Interchange rust_link connector
The Interchange ecommerce system recently reached 27 years old, measuring from the first public release of its predecessor MiniVend by its creator Mike Heins. It is still hard at work in quite a few ecommerce sites, serving pages, accepting and processing orders, managing warehouse logistics, and more. That is quite an accomplishment in the software world!
The Interchange server/daemon
Interchange is written in Perl and runs on Linux and other Unix-like servers as a daemon (persistent background process) that listens for requests. Why does it need to run as a daemon?
Like many applications, Interchange starts with a relatively slow initialization procedure that takes a couple of seconds to compile code, load modules, read configuration, connect to databases, and validate everything. We want it to do that only once when the daemon is started, and not for each user request, so it can make quick responses.
Web server connector
General-purpose web servers normally sit in front of an application server, optimized to make speedy encrypted TLS sessions for HTTPS, control access to resources, log requests, redirect old URLs, route traffic to various applications, and directly serve static files such as HTML, CSS, JavaScript, and images.
How does the web server talk to the Interchange application server? Several protocols to do that would later become common, including:
- FastCGI (1996)
- Apache JServ Protocol or AJP (1997) for the Java world
- HTTP protocol reverse proxying for Ruby on Rails and eventually most other platforms
But in 1995 when Interchange was created, there was no widely-used standard, so it used its own custom protocol implemented in a small CGI program.

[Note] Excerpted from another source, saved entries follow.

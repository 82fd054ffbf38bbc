//! ADSR envelope math for time-varying event intensity.
//!
//! Envelope durations are rational cycles, so phase boundaries are computed
//! exactly against an event's whole; only the ramp values themselves are
//! floating point.

use crate::fraction::Fraction;
use crate::timespan::TimeSpan;

/// ADSR-style envelope for lighting events.
///
/// Within an event's whole `[start, end)`:
/// - attack: ramp 0 -> 1 over `[start, start+attack)`
/// - decay: ramp 1 -> sustain over `[start+attack, start+attack+decay)`
/// - sustain: hold until `end - release`
/// - release: ramp sustain -> 0 over the final `release` window, reaching 0
///   exactly at `end`
///
/// All durations are in cycles.
#[derive(Debug, Clone, Copy, PartialEq)]
pub struct Envelope {
    pub attack: Fraction,
    pub decay: Fraction,
    pub sustain: f64,
    pub release: Fraction,
}

impl Default for Envelope {
    fn default() -> Self {
        Envelope {
            attack: Fraction::zero(),
            decay: Fraction::zero(),
            sustain: 1.0,
            release: Fraction::zero(),
        }
    }
}

impl Envelope {
    pub fn new(attack: Fraction, decay: Fraction, sustain: f64, release: Fraction) -> Self {
        Envelope {
            attack,
            decay,
            sustain,
            release,
        }
    }

    /// Intensity multiplier at absolute time `t` for an event occupying
    /// `whole`. Returns 0 outside `[whole.start, whole.end)`.
    pub fn intensity_at(&self, t: Fraction, whole: TimeSpan) -> f64 {
        if t < whole.start || t >= whole.end {
            return 0.0;
        }

        let attack_end = whole.start + self.attack;
        let decay_end = attack_end + self.decay;
        let release_start = (whole.end - self.release).max(whole.start);

        let base = if t < attack_end {
            // attack is non-zero here, otherwise attack_end == whole.start
            (t - whole.start).to_f64() / self.attack.to_f64()
        } else if t < decay_end {
            let frac = (t - attack_end).to_f64() / self.decay.to_f64();
            1.0 - frac * (1.0 - self.sustain)
        } else {
            self.sustain
        };

        let shaped = if !self.release.is_zero() && t >= release_start {
            let frac = (t - release_start).to_f64() / self.release.to_f64();
            base * (1.0 - frac)
        } else {
            base
        };

        shaped.clamp(0.0, 1.0)
    }

    /// The time after which an event shaped by this envelope can never
    /// light again. Conservative bound used for active-table expiry.
    pub fn expiry(&self, whole: TimeSpan) -> Fraction {
        whole.end + self.release
    }

    /// Merge with another envelope, preferring self's non-default fields.
    /// Lets `.envelope()` applied later in a chain fill gaps left earlier.
    pub fn merge(&self, other: &Envelope) -> Envelope {
        Envelope {
            attack: if self.attack.is_zero() {
                other.attack
            } else {
                self.attack
            },
            decay: if self.decay.is_zero() {
                other.decay
            } else {
                self.decay
            },
            sustain: if self.sustain == 1.0 {
                other.sustain
            } else {
                self.sustain
            },
            release: if self.release.is_zero() {
                other.release
            } else {
                self.release
            },
        }
    }
}
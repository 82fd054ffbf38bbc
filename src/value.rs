//! LightValue: the payload of a pattern event.

use crate::color::Hsv;
use crate::envelope::Envelope;
use crate::modulator::Modulator;

/// The properties of a light event.
///
/// A value targets either a specific light (`light_id`) or a named group or
/// zone (`group`), resolved against the [`LightContext`](crate::LightContext)
/// at render time. Color, envelope and modulator are all optional; intensity
/// defaults to full.
#[derive(Debug, Clone, PartialEq, Default)]
pub struct LightValue {
    /// Explicit light index, if the event targets one light.
    pub light_id: Option<usize>,
    /// Group or zone name, resolved at render time. Unknown names resolve
    /// to an empty light set, never an error.
    pub group: Option<String>,
    /// Target color. None falls back to the scheduler's default.
    pub color: Option<Hsv>,
    /// Base intensity multiplier in 0..=1.
    pub intensity: f64,
    /// Optional ADSR envelope shaping intensity over the event's whole.
    pub envelope: Option<Envelope>,
    /// Optional LFO modulator keyed to absolute cycle position.
    pub modulator: Option<Modulator>,
}

impl LightValue {
    /// A value targeting a specific light.
    pub fn for_light(light_id: usize) -> Self {
        LightValue {
            light_id: Some(light_id),
            intensity: 1.0,
            ..Default::default()
        }
    }

    /// A value targeting a named group or zone.
    pub fn for_group(group: impl Into<String>) -> Self {
        LightValue {
            group: Some(group.into()),
            intensity: 1.0,
            ..Default::default()
        }
    }

    /// Retarget at a single light, dropping any group reference but keeping
    /// color/intensity/envelope/modulator. Used by combinators that expand
    /// group events into per-light events.
    pub fn retarget(&self, light_id: usize) -> Self {
        LightValue {
            light_id: Some(light_id),
            group: None,
            color: self.color,
            intensity: self.intensity,
            envelope: self.envelope.clone(),
            modulator: self.modulator.clone(),
        }
    }

    pub fn with_color(mut self, color: Hsv) -> Self {
        self.color = Some(color);
        self
    }

    pub fn with_intensity(mut self, intensity: f64) -> Self {
        self.intensity = intensity;
        self
    }

    pub fn with_envelope(mut self, envelope: Envelope) -> Self {
        self.envelope = Some(envelope);
        self
    }

    pub fn with_modulator(mut self, modulator: Modulator) -> Self {
        self.modulator = Some(modulator);
        self
    }
}
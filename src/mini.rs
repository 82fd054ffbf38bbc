//! Mini-notation compiler.
//!
//! A compact string syntax for rhythmic light patterns:
//!
//! ```text
//! "all ~ left right"    four slots per cycle, second is a rest
//! "0 3*2 ~ odd"         numbers target lights, words target groups
//! "all*4"               subdivide a slot into 4 sub-events
//! "all/2"               fire only every 2nd cycle
//! ```
//!
//! Each space-delimited token occupies `1/N` of the cycle. Compilation
//! never panics; malformed notation returns a [`ParseError`] carrying the
//! offending substring and its position.

use thiserror::Error;

use crate::fraction::Fraction;
use crate::hap::Hap;
use crate::pattern::{stack, Pattern};
use crate::timespan::TimeSpan;
use crate::value::LightValue;

/// What went wrong while compiling notation.
#[derive(Debug, Clone, Copy, PartialEq, Eq)]
pub enum ParseErrorKind {
    UnexpectedToken,
    UnknownModifier,
    EmptyExpression,
}

/// A compile failure, with the offending substring and byte position.
#[derive(Debug, Clone, PartialEq, Eq, Error)]
#[error("{kind:?} at position {position}: {token:?}")]
pub struct ParseError {
    pub kind: ParseErrorKind,
    pub token: String,
    pub position: usize,
}

impl ParseError {
    fn new(kind: ParseErrorKind, token: &str, position: usize) -> Self {
        ParseError {
            kind,
            token: token.to_string(),
            position,
        }
    }
}

/// One parsed slot of the sequence.
#[derive(Debug, Clone, PartialEq)]
enum Target {
    Rest,
    Light(usize),
    Group(String),
}

#[derive(Debug, Clone, PartialEq)]
struct Element {
    target: Target,
    /// Subdivisions of the slot, from `*n`.
    reps: i64,
    /// Fire only on cycles divisible by this, from `/n`.
    every: i64,
}

/// Compile mini-notation into a pattern.
pub fn light(notation: &str) -> Result<Pattern, ParseError> {
    let elements = parse(notation)?;
    let n_slots = elements.len() as i64;

    let slots: Vec<Pattern> = elements
        .into_iter()
        .enumerate()
        .filter_map(|(index, element)| {
            let value = match element.target {
                Target::Rest => return None,
                Target::Light(id) => LightValue::for_light(id),
                Target::Group(name) => LightValue::for_group(name),
            };
            Some(slot_pattern(value, index as i64, n_slots, element.reps, element.every))
        })
        .collect();

    Ok(stack(slots))
}

/// A pattern firing `reps` sub-events in slot `index` of `n_slots`, on
/// cycles divisible by `every`.
fn slot_pattern(value: LightValue, index: i64, n_slots: i64, reps: i64, every: i64) -> Pattern {
    Pattern::new(move |span: TimeSpan, _ctx| {
        let mut haps = Vec::new();
        for cycle_span in span.span_cycles() {
            let cycle = cycle_span.start.cycle_index();
            if cycle.rem_euclid(every) != 0 {
                continue;
            }
            let base = cycle_span.start.sam();
            let slot_width = Fraction::new(1, n_slots * reps);
            for rep in 0..reps {
                let start =
                    base + Fraction::new(index, n_slots) + slot_width * Fraction::from_integer(rep);
                let whole = TimeSpan::new(start, start + slot_width);
                if let Some(part) = whole.intersection(&cycle_span) {
                    haps.push(Hap::new(Some(whole), part, value.clone()));
                }
            }
        }
        haps
    })
}

fn parse(notation: &str) -> Result<Vec<Element>, ParseError> {
    let mut elements = Vec::new();

    for (position, token) in tokens(notation) {
        elements.push(parse_token(token, position)?);
    }

    if elements.is_empty() {
        return Err(ParseError::new(
            ParseErrorKind::EmptyExpression,
            notation.trim(),
            0,
        ));
    }
    Ok(elements)
}

/// Whitespace-delimited tokens with their byte positions.
fn tokens(notation: &str) -> impl Iterator<Item = (usize, &str)> {
    notation
        .split_whitespace()
        .map(move |tok| (offset_of(notation, tok), tok))
}

fn offset_of(haystack: &str, token: &str) -> usize {
    // split_whitespace yields subslices of the input, so pointer math
    // recovers the byte offset.
    token.as_ptr() as usize - haystack.as_ptr() as usize
}

fn parse_token(token: &str, position: usize) -> Result<Element, ParseError> {
    if token == "~" {
        return Ok(Element {
            target: Target::Rest,
            reps: 1,
            every: 1,
        });
    }

    let name_end = token
        .find(|c: char| c == '*' || c == '/')
        .unwrap_or(token.len());
    let (name, modifiers) = token.split_at(name_end);

    if name.is_empty() || !name.chars().all(|c| c.is_ascii_alphanumeric() || c == '_') {
        return Err(ParseError::new(
            ParseErrorKind::UnexpectedToken,
            token,
            position,
        ));
    }

    let target = match name.parse::<usize>() {
        Ok(id) => Target::Light(id),
        Err(_) => Target::Group(name.to_string()),
    };

    let mut reps = 1i64;
    let mut every = 1i64;
    let mut rest = modifiers;
    while !rest.is_empty() {
        let op = rest
            .chars()
            .next()
            .filter(|&c| c == '*' || c == '/')
            .ok_or_else(|| ParseError::new(ParseErrorKind::UnknownModifier, token, position))?;
        let arg_end = rest[1..]
            .find(|c: char| !c.is_ascii_digit())
            .map(|i| i + 1)
            .unwrap_or(rest.len());
        let count: i64 = rest[1..arg_end]
            .parse()
            .map_err(|_| ParseError::new(ParseErrorKind::UnknownModifier, token, position))?;
        if count < 1 {
            return Err(ParseError::new(
                ParseErrorKind::UnknownModifier,
                token,
                position,
            ));
        }
        match op {
            '*' => reps = count,
            _ => every = count,
        }
        rest = &rest[arg_end..];
    }

    Ok(Element {
        target,
        reps,
        every,
    })
}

The data flows through these steps:
- A user makes a request with a web browser to a web server, commonly Apache
httpd
. - The web server runs a new instance of the link program and passes request information to it.
- The link program reformats the request into Interchange link protocol.
- It then sends the request to the Interchange server.
- It receives back a response from Interchange.
- It sends the response to the web server.
- It exits.
- The web server sends the response back to the user’s browser.
Interchange link protocol
The Interchange link protocol uses plain text divided into lines to pass its information.
There are 2 sections:
arg
for command-line arguments, now rarely used, but long ago where search text appeared before the advent of HTML formsenv
for environment variables.
After each section label is the number of items in that section.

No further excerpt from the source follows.